=== Section Start ===

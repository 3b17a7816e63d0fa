//! Per-user data directories handed to the server process.

use std::path::{Path, PathBuf};

/// Base directory below the user's home.
const DEFAULT_BASE: &str = "Developer/.mcp";

/// The base directory and the three subdirectories the server writes to.
#[derive(Debug, Clone, PartialEq, Eq)]
pub struct DataDirs {
    pub base: PathBuf,
    pub logs: PathBuf,
    pub knowledge_graph: PathBuf,
    pub thoughts: PathBuf,
}

impl DataDirs {
    /// Lay out the standard subdirectories under `base`.
    pub fn under(base: impl Into<PathBuf>) -> Self {
        let base = base.into();
        Self {
            logs: base.join("logs"),
            knowledge_graph: base.join("knowledge_graph"),
            thoughts: base.join("thoughts"),
            base,
        }
    }

    /// Create every directory that does not exist yet.
    pub fn ensure(&self) -> std::io::Result<()> {
        for dir in [&self.base, &self.logs, &self.knowledge_graph, &self.thoughts] {
            std::fs::create_dir_all(dir)?;
        }
        Ok(())
    }

    /// Environment entries pointing the server at these directories.
    pub fn env(&self) -> [(&'static str, &Path); 3] {
        [
            ("LOG_DIR", self.logs.as_path()),
            ("KNOWLEDGE_GRAPH_DIR", self.knowledge_graph.as_path()),
            ("THOUGHTS_DIR", self.thoughts.as_path()),
        ]
    }
}

impl Default for DataDirs {
    /// `~/Developer/.mcp`, falling back to `./.mcp` without a home directory.
    fn default() -> Self {
        match dirs::home_dir() {
            Some(home) => Self::under(home.join(DEFAULT_BASE)),
            None => Self::under(".mcp"),
        }
    }
}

=== Section End ===

Goal of the exercise
Return the material in full. Each line must match.

Written response
repository 3b17a7816e63d0fa
//! Per-user data directories handed to the server process.

use std::path::{Path, PathBuf};

/// Base directory below the user's home.
const DEFAULT_BASE: &str = "Developer/.mcp";

/// The base directory and the three subdirectories the server writes to.
#[derive(Debug, Clone, PartialEq, Eq)]
pub struct DataDirs {
    pub base: PathBuf,
    pub logs: PathBuf,
    pub knowledge_graph: PathBuf,
    pub thoughts: PathBuf,
}

impl DataDirs {
    /// Lay out the standard subdirectories under `base`.
    pub fn under(base: impl Into<PathBuf>) -> Self {
        let base = base.into();
        Self {
            logs: base.join("logs"),
            knowledge_graph: base.join("knowledge_graph"),
            thoughts: base.join("thoughts"),
            base,
        }
    }

    /// Create every directory that does not exist yet.
    pub fn ensure(&self) -> std::io::Result<()> {
        for dir in [&self.base, &self.logs, &self.knowledge_graph, &self.thoughts] {
            std::fs::create_dir_all(dir)?;
        }
        Ok(())
    }

    /// Environment entries pointing the server at these directories.
    pub fn env(&self) -> [(&'static str, &Path); 3] {
        [
            ("LOG_DIR", self.logs.as_path()),
            ("KNOWLEDGE_GRAPH_DIR", self.knowledge_graph.as_path()),
            ("THOUGHTS_DIR", self.thoughts.as_path()),
        ]
    }
}

impl Default for DataDirs {
    /// `~/Developer/.mcp`, falling back to `./.mcp` without a home directory.
    fn default() -> Self {
        match dirs::home_dir() {
            Some(home) => Self::under(home.join(DEFAULT_BASE)),
            None => Self::under(".mcp"),
        }
    }
}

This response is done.